*EXTRACTED ENTRIES:*
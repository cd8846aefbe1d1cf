//! Core type definitions for Flushgate.

mod id;

pub use id::BatchId;
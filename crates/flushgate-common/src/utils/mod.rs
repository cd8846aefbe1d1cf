//! Utility modules.

pub mod error;
//! Per-event auxiliary values that are not carried by the jet itself.

use crate::errors::JthError;
use crate::scalar::{AttributeStore, ContextValue, Scalar, ScalarType};

/// String keyed store of event level scalars, read by context-bound axes.
///
/// The caller owns the context and fills it once per event. Lookups only
/// borrow it for the duration of a single resolve.
#[derive(Debug, Clone)]
pub struct EventContext {
    store: AttributeStore,
}

impl Default for EventContext {
    fn default() -> Self {
        Self::new()
    }
}

impl EventContext {
    /// Creates an empty context.
    pub fn new() -> Self {
        Self {
            store: AttributeStore::new(JthError::Context),
        }
    }

    /// Inserts a new key. Fails with `key-exists` when the key is already set.
    pub fn set_value<T: ContextValue>(&mut self, key: &str, value: T) -> Result<(), JthError> {
        self.store.set_value(key, value)
    }

    /// Inserts a key, optionally replacing a value of the same type.
    pub fn set_value_with<T: ContextValue>(
        &mut self,
        key: &str,
        value: T,
        allow_overwrite: bool,
    ) -> Result<(), JthError> {
        self.store.set_value_with(key, value, allow_overwrite)
    }

    /// Reads `key` as `T`, failing with `key-not-found` or `type-mismatch`.
    pub fn get_value<T: ContextValue>(&self, key: &str) -> Result<T, JthError> {
        self.store.get_value(key)
    }

    /// Reads `key` with a runtime type tag and widens it to `f64`.
    pub fn get_as(&self, key: &str, scalar_type: ScalarType) -> Result<f64, JthError> {
        self.store.get_as(key, scalar_type)
    }

    /// Returns the tagged value under `key`, if any.
    pub fn get(&self, key: &str) -> Option<Scalar> {
        self.store.get(key)
    }

    /// Returns whether `key` holds any value.
    pub fn is_available(&self, key: &str) -> bool {
        self.store.is_available(key)
    }

    /// Returns whether `key` holds a value of type `T`.
    pub fn is_available_as<T: ContextValue>(&self, key: &str) -> bool {
        self.store.is_available_as::<T>(key)
    }

    /// Number of keys set.
    pub fn len(&self) -> usize {
        self.store.len()
    }

    /// Returns true if no key is set.
    pub fn is_empty(&self) -> bool {
        self.store.is_empty()
    }

    /// Iterates over all keys in order.
    pub fn iter(&self) -> impl Iterator<Item = (&str, Scalar)> + '_ {
        self.store.iter()
    }
}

*WHAT THE TASK REQUIRES:* In the listing above, locate the line containing "holds a value" and the line containing "keys in order.", then transcribe both and every line between them verbatim.

*ANSWER FOR THE TASK:*
    /// Returns whether `key` holds a value of type `T`.
    pub fn is_available_as<T: ContextValue>(&self, key: &str) -> bool {
        self.store.is_available_as::<T>(key)
    }

    /// Number of keys set.
    pub fn len(&self) -> usize {
        self.store.len()
    }

    /// Returns true if no key is set.
    pub fn is_empty(&self) -> bool {
        self.store.is_empty()
    }

    /// Iterates over all keys in order.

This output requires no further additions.